No. 250 NAI DFA ES Box 30 File 199
(Strictly private and confidential) (Copy)
Dublin, 10 March 1922
A Chara,
In view of your proximate departure to the United States, I want to give you a special note on certain matters.
(1) Finance. Upon this I presume you have already received instructions, with particular reference to the assurances we have had that America will make no concessions to England unless and until this country is completely satisfied: also with reference to the possibility of getting America to take up direct with us any portion of the War Loan or British Public Debt for which we may eventually be found responsible. Some of the persons to whom Mr. Douglas is giving you an introduction may be of use in this matter, but you will realise that those people are not our own.
(2) Irish Representatives Abroad. It is important that you should thoroughly realise the position which we take up in this matter, and which is likely to be taken up under the Free State. We claim that within the terms of the Treaty that right is unquestionable upon the Canadian precedent, and in this connection I would specially refer you to the statement on page 253 and following pages, especially the foot-note on page 256, of 'The British Commonwealth of Nations' by H. Duncan Hall. I hand you a copy of that book herewith. The book should be studied generally in connection with Dominion status and the extensions that we are likely to give to that term. In this and other connections, it will be important for you to get into touch with as many diplomatic and political personages as possible.

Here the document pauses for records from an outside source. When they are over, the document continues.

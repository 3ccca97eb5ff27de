use std::collections::HashMap;
use std::sync::Mutex;

use rusqlite::{params, Connection, OptionalExtension};
use tracing::instrument;

use crate::error::{InventoryError, Result};
use crate::types::{InventoryItem, SpaceEntry, SPACE_CATEGORY};

/// Plain CRUD manager over a categorical key-value store — no FTS, no
/// cache, since inventory items are small in number and read by exact
/// (category, name) lookup or category listing, never free-text search.
pub struct InventoryStore {
    db: Mutex<Connection>,
}

impl InventoryStore {
    pub fn new(conn: Connection) -> Self {
        Self { db: Mutex::new(conn) }
    }

    #[instrument(skip(self, attributes, description, sensory_description))]
    pub fn add(
        &self,
        category: &str,
        name: &str,
        attributes: HashMap<String, String>,
        description: &str,
        sensory_description: &str,
    ) -> Result<()> {
        let db = self.db.lock().unwrap();
        let attrs_json = serde_json::to_string(&attributes).unwrap_or_else(|_| "{}".to_string());
        let inserted = db
            .execute(
                "INSERT INTO inventory_items (category, name, attributes, description, sensory_description)
                 VALUES (?1, ?2, ?3, ?4, ?5)
                 ON CONFLICT(category, name) DO NOTHING",
                params![category, name, attrs_json, description, sensory_description],
            )?;
        if inserted == 0 {
            return Err(InventoryError::AlreadyExists {
                category: category.to_string(),
                name: name.to_string(),
            });
        }
        Ok(())
    }

    #[instrument(skip(self))]
    pub fn get(&self, category: &str, name: &str) -> Result<InventoryItem> {
        let db = self.db.lock().unwrap();
        db.query_row(
            "SELECT category, name, attributes, description, sensory_description
             FROM inventory_items WHERE category = ?1 AND name = ?2",
            params![category, name],
            row_to_item,
        )
        .optional()?
        .ok_or_else(|| InventoryError::NotFound {
            category: category.to_string(),
            name: name.to_string(),
        })
    }

    #[instrument(skip(self, filters))]
    pub fn list(&self, category: &str, filters: &HashMap<String, String>) -> Result<Vec<InventoryItem>> {
        let db = self.db.lock().unwrap();
        let mut stmt = db.prepare(
            "SELECT category, name, attributes, description, sensory_description
             FROM inventory_items WHERE category = ?1 ORDER BY name ASC",
        )?;
        let items: Vec<InventoryItem> = stmt
            .query_map(params![category], row_to_item)?
            .filter_map(|r| r.ok())
            .filter(|item| {
                filters
                    .iter()
                    .all(|(k, v)| item.attributes.get(k).map(|actual| actual == v).unwrap_or(false))
            })
            .collect();
        Ok(items)
    }

    #[instrument(skip(self))]
    pub fn delete(&self, category: &str, name: &str) -> Result<()> {
        let db = self.db.lock().unwrap();
        let deleted = db.execute(
            "DELETE FROM inventory_items WHERE category = ?1 AND name = ?2",
            params![category, name],
        )?;
        if deleted == 0 {
            return Err(InventoryError::NotFound {
                category: category.to_string(),
                name: name.to_string(),
            });
        }
        Ok(())
    }

    #[instrument(skip(self))]
    pub fn categories(&self) -> Result<Vec<String>> {
        let db = self.db.lock().unwrap();
        let mut stmt = db.prepare("SELECT DISTINCT category FROM inventory_items ORDER BY category ASC")?;
        let categories = stmt
            .query_map([], |row| row.get(0))?
            .filter_map(|r: rusqlite::Result<String>| r.ok())
            .collect();
        Ok(categories)
    }

    #[instrument(skip(self))]
    pub fn enter_space(&self, name: &str) -> Result<SpaceEntry> {
        let item = self.get(SPACE_CATEGORY, name)?;
        Ok(SpaceEntry {
            name: item.name,
            sensory_description: item.sensory_description,
            attributes: item.attributes,
        })
    }

    #[instrument(skip(self))]
    pub fn list_spaces(&self) -> Result<Vec<SpaceEntry>> {
        let items = self.list(SPACE_CATEGORY, &HashMap::new())?;
        Ok(items
            .into_iter()
            .map(|item| SpaceEntry {
                name: item.name,
                sensory_description: item.sensory_description,
                attributes: item.attributes,
            })
            .collect())
    }

    /// Cheap liveness probe for the health aggregator.
    #[instrument(skip(self))]
    pub fn health_check(&self) -> Result<()> {
        let db = self.db.lock().unwrap();
        db.query_row("SELECT 1", [], |_| Ok(()))?;
        Ok(())
    }
}

fn row_to_item(row: &rusqlite::Row<'_>) -> rusqlite::Result<InventoryItem> {
    let attrs_json: String = row.get(2)?;
    Ok(InventoryItem {
        category: row.get(0)?,
        name: row.get(1)?,
        attributes: serde_json::from_str(&attrs_json).unwrap_or_default(),
        description: row.get(3)?,
        sensory_description: row.get(4)?,
    })
}

#[cfg(test)]
mod tests {
    use super::*;

    fn store() -> InventoryStore {
        let conn = Connection::open_in_memory().unwrap();
        crate::db::init_db(&conn).unwrap();
        InventoryStore::new(conn)
    }

    #[test]
    fn add_rejects_duplicate_category_and_name() {
        let store = store();
        store.add("clothing", "jacket", HashMap::new(), "a jacket", "").unwrap();
        let result = store.add("clothing", "jacket", HashMap::new(), "a different jacket", "");
        assert!(matches!(result, Err(InventoryError::AlreadyExists { .. })));
    }

    #[test]
    fn list_applies_attribute_filters() {
        let store = store();
        let mut red = HashMap::new();
        red.insert("color".to_string(), "red".to_string());
        store.add("clothing", "scarf", red, "a scarf", "").unwrap();
        store.add("clothing", "hat", HashMap::new(), "a hat", "").unwrap();

        let mut filter = HashMap::new();
        filter.insert("color".to_string(), "red".to_string());
        let filtered = store.list("clothing", &filter).unwrap();
        assert_eq!(filtered.len(), 1);
        assert_eq!(filtered[0].name, "scarf");
    }

    #[test]
    fn enter_space_reads_sensory_description() {
        let store = store();
        store
            .add("space", "library", HashMap::new(), "a quiet library", "dust and old paper")
            .unwrap();
        let entry = store.enter_space("library").unwrap();
        assert_eq!(entry.sensory_description, "dust and old paper");
    }

    #[test]
    fn enter_space_missing_returns_not_found() {
        let store = store();
        let result = store.enter_space("nowhere");
        assert!(matches!(result, Err(InventoryError::NotFound { .. })));
    }
}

(3) League Of Nations. You will have to deal tactfully with the question of Ireland's intentions as to joining the League of Nations. The Versailles Treaty was defeated in America largely through Irish influence, and one of the main arguments used was the British preponderance which rendered the League of Nations a bogus institution; another argument was that under Article 10 of the Covenant of the League of Nations, every country becoming a member of the League ipso facto guarantees to the other members their existing territory, and thereby incidentally guarantees the British usurpation in Ireland.
Consequently some Irish Americans are fiercely opposed to participation by Ireland in the League. In spite of some pronouncements by prominent Irishmen here, neither you nor they can say definitely what attitude the Government and Parliament of the Free State, if and when established, may adopt in the matter of joining the League, but it is legitimate to point out judiciously that the Irish people may consider that to refrain from joining would be to throw away one of their best weapons, since the League will give them an unrivalled forum if they desire to attack the iniquities of the British Imperialism in such places as India, Egypt and Mesopotamia. Moreover, now that Ireland's servitude is no longer assured under Article 10, that Article does not present the same difficulty to us as it otherwise would have, if in fact by joining the League, we stand to gain, and Americans and Irish-Americans have no grievance if we do decide to join it, for what was right in 1919 is not necessarily right today.
A very important reason which may weigh with Ireland in deciding whether to join the League is the fact that its members are bound to arbitration and it would seem that any future dispute between us and England would thereby be a subject for arbitration by an independent umpire.
(4) Unity Of Irish Americans. Perhaps the most important matter for immediate attention is the necessity for bringing together the Irish Americans who have split into groups during the past three years. This requires very great circumspection, and I shall, if possible, send out someone to you, who being closely in touch with some of the Irish American leaders may be a help.1 For the present, it would be best for you not to move actively in this direction, but rather to use all your efforts to prevent any widening of the breaches that exist. Thus, for instance, discouraging recrimination and discouraging the holding of public meetings likely to lead to more acerbity. It will be well for you to report fully on this matter from time to time, and to send your correspondence by friendly persons travelling to Ireland, rather than through the post; any confidential correspondence, if not in code, should be sent in this way.
I think you will find it generally recognised among Irish Americans that the future of this country is for Irish people to decide, and it will be well to make it clear that the present difference is not between British Imperialists and Republicans, but between Right Republicans and Left Republicans, as the great majority of the nationalists are undoubtedly republican at heart, though they may disagree about immediate methods.
I need hardly add that I do not expect any lightening results in the matter of unification, but I expect your influence as Envoy to be felt wherever an appropriate opportunity occurs.